Zahl der Privatschulen hat deutlich zugenommen

Da Berlin recht verlässlich registriert, welche Eltern von den Kosten für schulische Lernmittel befreit werden, und diese Daten ein Indikator für Einkommensarmut sind, konnten die Wissenschaftler hier genauer hinschauen. Mit dem Ergebnis, dass der Anteil von Schülern, deren Bücher vom Staat bezahlt werden, an öffentlichen Schulen ja nach Schulart drei- bis fünfmal höher ist als an Privatschulen. Ein klarer Verstoß gegen das Verfassungsgebot, sagen die Autoren und fordern von den übrigen Landesregierungen, ebenfalls eine Datenbasis für Kontrollen bereitzustellen.

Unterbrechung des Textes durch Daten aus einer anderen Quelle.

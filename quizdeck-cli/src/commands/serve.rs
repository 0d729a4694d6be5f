//! HTTP server command
//!
//! Runs the quiz API against a SQLite database, creating the schema on start.

use std::net::{IpAddr, SocketAddr};

use anyhow::{Context, Result};
use clap::Parser;

use quizdeck_server::db::pool::DEFAULT_MAX_CONNECTIONS;
use quizdeck_server::db::DEFAULT_DATABASE_URL;
use quizdeck_server::ServerConfig;

/// Arguments for the serve command
#[derive(Parser, Debug)]
pub struct ServeArgs {
    /// Interface to bind to
    #[arg(long, env = "HOST", default_value = "0.0.0.0")]
    pub host: IpAddr,

    /// Port to listen on
    #[arg(long, short = 'p', env = "PORT", default_value_t = 8000)]
    pub port: u16,

    /// SQLite database URL
    #[arg(long, env = "DATABASE_URL", default_value = DEFAULT_DATABASE_URL)]
    pub database_url: String,

    /// Maximum pooled database connections
    #[arg(long, env = "MAX_CONNECTIONS", default_value_t = DEFAULT_MAX_CONNECTIONS)]
    pub max_connections: u32,
}

impl ServeArgs {
    fn into_config(self) -> ServerConfig {
        ServerConfig {
            bind_addr: SocketAddr::new(self.host, self.port),
            database_url: self.database_url,
            max_connections: self.max_connections,
        }
    }
}

/// Run the HTTP server until Ctrl+C or SIGTERM
pub async fn run_serve(args: ServeArgs) -> Result<()> {
    let config = args.into_config();

    tracing::info!(
        addr = %config.bind_addr,
        database = %config.database_url,
        "starting quizdeck server"
    );

    quizdeck_server::serve(config)
        .await
        .context("Server error")?;

    Ok(())
}

#[cfg(test)]
mod tests {
    use super::*;

    #[test]
    fn test_args_build_config() {
        let args = ServeArgs::parse_from([
            "serve",
            "--host",
            "127.0.0.1",
            "--port",
            "9100",
            "--database-url",
            "sqlite://other.db",
            "--max-connections",
            "2",
        ]);
        let config = args.into_config();

        assert_eq!(config.bind_addr, "127.0.0.1:9100".parse::<SocketAddr>().unwrap());
        assert_eq!(config.database_url, "sqlite://other.db");
        assert_eq!(config.max_connections, 2);
    }
}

Insgesamt hat die Zahl der Privatschulen in Deutschland seit 1992 um mehr als 80 Prozent zugenommen, jedes elfte Kind besucht heute eine solche Schule, ob konfessionell, reformpädagogisch oder international ausgerichtet. Angesichts dieser Entwicklung hätten die Bundesländer längst mehr unternehmen müssen, lässt die Studie durchblicken. "Weder für die Genehmigungsbehörden, noch für die Schulträger selbst ist in den meisten Ländern klar erkennbar, welche Schulgelder und sonstigen Beiträge von Eltern verlangt werden dürfen", sagt Michael Wrase.

Klare Regelung in Rheinland-Pfalz

"Eine kleinteilige Festlegung gibt es tatsächlich nicht," bestätigt Petra Witt, Präsidentin des Verbandes Deutscher Privatschulverbände (VDP), allgemein habe sich das Schulgeld aber "auf einen Durchschnitt von ungefähr 150 Euro im Monat eingespielt."

Unmissverständlich hat es immerhin Rheinland-Pfalz geregelt: Dort erhalten Privatschulen nur dann staatliche Förderung, wenn sie keinerlei Entgelt erheben. Formal anders, aber im Ergebnis ähnlich, hat es Nordrhein-Westfalen gelöst.

Zwei Beispiele, die den Studienautoren gefallen, zumal die Landeshaushalte dann nicht auf Kosten der Eltern sparen. "Denn die Ministerien profitieren ja vom Schulgeld! Und einige, vor allem die in ostdeutschen Bundesländern, haben die Zuschüsse für Privatschulen in den letzten Jahren deutlich beschnitten," erklärt Marcel Helbig. Der falsche Weg, das sieht auch der VDP so: "Wir plädieren für einen flächendeckend höheren Finanzausgleich von 80 bis 85 Prozent der Kosten, die Schüler an staatlichen Schulen verursachen," sagt Verbandspräsidentin Witt.